Task brief -> Nothing is needed except the lines below that run from the one with "pub fn set_global_config(config: GlobalConfig)" through the one with "pub fn reset_global_config()", repeated exactly.

Records shown ->

┄┄┄┄┄┄┄┄┄┄┄┄┄┄┄┄┄┄┄┄

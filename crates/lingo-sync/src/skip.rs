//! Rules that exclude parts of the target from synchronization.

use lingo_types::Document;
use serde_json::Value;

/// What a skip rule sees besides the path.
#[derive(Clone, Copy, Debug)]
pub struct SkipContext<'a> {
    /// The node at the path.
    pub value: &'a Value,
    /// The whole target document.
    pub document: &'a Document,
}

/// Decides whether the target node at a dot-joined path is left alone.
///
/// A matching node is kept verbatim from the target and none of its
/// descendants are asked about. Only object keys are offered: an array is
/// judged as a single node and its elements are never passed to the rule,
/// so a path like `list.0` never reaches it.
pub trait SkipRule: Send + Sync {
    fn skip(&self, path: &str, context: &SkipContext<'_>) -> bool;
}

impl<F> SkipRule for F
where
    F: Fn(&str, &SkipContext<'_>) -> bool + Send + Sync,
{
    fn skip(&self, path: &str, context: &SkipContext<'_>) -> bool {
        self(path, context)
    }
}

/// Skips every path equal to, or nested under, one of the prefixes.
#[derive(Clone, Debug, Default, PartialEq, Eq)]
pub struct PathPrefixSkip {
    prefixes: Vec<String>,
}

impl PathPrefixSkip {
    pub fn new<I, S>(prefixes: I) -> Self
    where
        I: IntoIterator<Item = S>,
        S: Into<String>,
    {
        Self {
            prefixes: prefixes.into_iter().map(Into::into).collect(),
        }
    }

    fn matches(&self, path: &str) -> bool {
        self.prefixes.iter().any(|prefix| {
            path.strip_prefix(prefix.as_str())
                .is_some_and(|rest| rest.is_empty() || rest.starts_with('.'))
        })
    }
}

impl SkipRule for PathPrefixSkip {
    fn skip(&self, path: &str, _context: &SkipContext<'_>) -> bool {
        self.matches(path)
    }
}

┄┄┄┄┄┄┄┄┄┄┄┄┄┄┄┄┄┄┄┄

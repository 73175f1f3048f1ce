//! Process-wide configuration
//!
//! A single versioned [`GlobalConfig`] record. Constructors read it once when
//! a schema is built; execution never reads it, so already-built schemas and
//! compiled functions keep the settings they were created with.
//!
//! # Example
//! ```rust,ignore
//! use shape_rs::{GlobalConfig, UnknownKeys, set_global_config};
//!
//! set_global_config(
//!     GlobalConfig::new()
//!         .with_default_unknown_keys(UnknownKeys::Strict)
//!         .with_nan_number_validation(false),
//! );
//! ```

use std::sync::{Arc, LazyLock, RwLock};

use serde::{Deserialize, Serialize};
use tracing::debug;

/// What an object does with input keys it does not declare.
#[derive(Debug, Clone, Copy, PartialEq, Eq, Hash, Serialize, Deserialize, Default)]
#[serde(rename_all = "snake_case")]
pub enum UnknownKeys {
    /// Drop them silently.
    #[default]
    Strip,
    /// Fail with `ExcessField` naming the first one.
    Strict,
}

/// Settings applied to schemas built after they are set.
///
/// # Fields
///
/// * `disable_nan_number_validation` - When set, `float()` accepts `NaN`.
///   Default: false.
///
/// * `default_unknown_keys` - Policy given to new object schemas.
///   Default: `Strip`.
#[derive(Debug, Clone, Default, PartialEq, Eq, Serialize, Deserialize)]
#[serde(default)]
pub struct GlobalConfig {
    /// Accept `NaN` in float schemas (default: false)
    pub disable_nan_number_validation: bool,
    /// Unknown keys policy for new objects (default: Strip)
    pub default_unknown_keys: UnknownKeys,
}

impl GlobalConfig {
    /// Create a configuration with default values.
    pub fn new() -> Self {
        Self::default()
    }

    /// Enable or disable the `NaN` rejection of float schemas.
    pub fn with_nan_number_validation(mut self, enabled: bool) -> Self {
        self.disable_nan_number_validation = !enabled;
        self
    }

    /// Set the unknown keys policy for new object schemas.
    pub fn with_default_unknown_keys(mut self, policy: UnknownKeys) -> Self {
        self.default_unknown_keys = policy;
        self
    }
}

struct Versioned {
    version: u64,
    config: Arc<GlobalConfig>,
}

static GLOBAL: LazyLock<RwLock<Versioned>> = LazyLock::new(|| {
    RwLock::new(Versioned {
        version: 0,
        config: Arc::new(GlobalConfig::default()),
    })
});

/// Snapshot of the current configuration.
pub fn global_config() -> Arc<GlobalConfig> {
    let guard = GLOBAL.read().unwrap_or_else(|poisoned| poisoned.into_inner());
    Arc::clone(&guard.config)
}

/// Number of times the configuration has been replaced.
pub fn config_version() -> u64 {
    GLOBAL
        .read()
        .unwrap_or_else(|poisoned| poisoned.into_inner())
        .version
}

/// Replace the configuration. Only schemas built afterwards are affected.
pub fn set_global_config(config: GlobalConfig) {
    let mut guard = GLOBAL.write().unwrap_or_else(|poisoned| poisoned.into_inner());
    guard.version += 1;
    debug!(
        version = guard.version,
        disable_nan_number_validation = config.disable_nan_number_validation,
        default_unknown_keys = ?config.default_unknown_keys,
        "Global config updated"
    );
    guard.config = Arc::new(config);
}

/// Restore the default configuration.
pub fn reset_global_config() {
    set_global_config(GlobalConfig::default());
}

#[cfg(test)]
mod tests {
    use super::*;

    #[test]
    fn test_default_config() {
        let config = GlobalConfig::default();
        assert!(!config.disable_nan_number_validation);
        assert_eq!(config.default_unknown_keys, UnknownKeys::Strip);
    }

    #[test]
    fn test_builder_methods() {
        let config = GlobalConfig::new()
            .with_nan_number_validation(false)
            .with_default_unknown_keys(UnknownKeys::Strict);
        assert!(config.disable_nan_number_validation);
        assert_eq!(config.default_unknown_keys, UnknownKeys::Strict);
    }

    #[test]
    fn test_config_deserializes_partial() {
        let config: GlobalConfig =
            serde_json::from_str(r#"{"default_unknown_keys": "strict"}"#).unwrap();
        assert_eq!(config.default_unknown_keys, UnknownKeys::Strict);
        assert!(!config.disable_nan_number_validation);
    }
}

┄┄┄┄┄┄┄┄┄┄┄┄┄┄┄┄┄┄┄┄

Task answer ->
pub fn set_global_config(config: GlobalConfig) {
    let mut guard = GLOBAL.write().unwrap_or_else(|poisoned| poisoned.into_inner());
    guard.version += 1;
    debug!(
        version = guard.version,
        disable_nan_number_validation = config.disable_nan_number_validation,
        default_unknown_keys = ?config.default_unknown_keys,
        "Global config updated"
    );
    guard.config = Arc::new(config);
}

/// Restore the default configuration.
pub fn reset_global_config() {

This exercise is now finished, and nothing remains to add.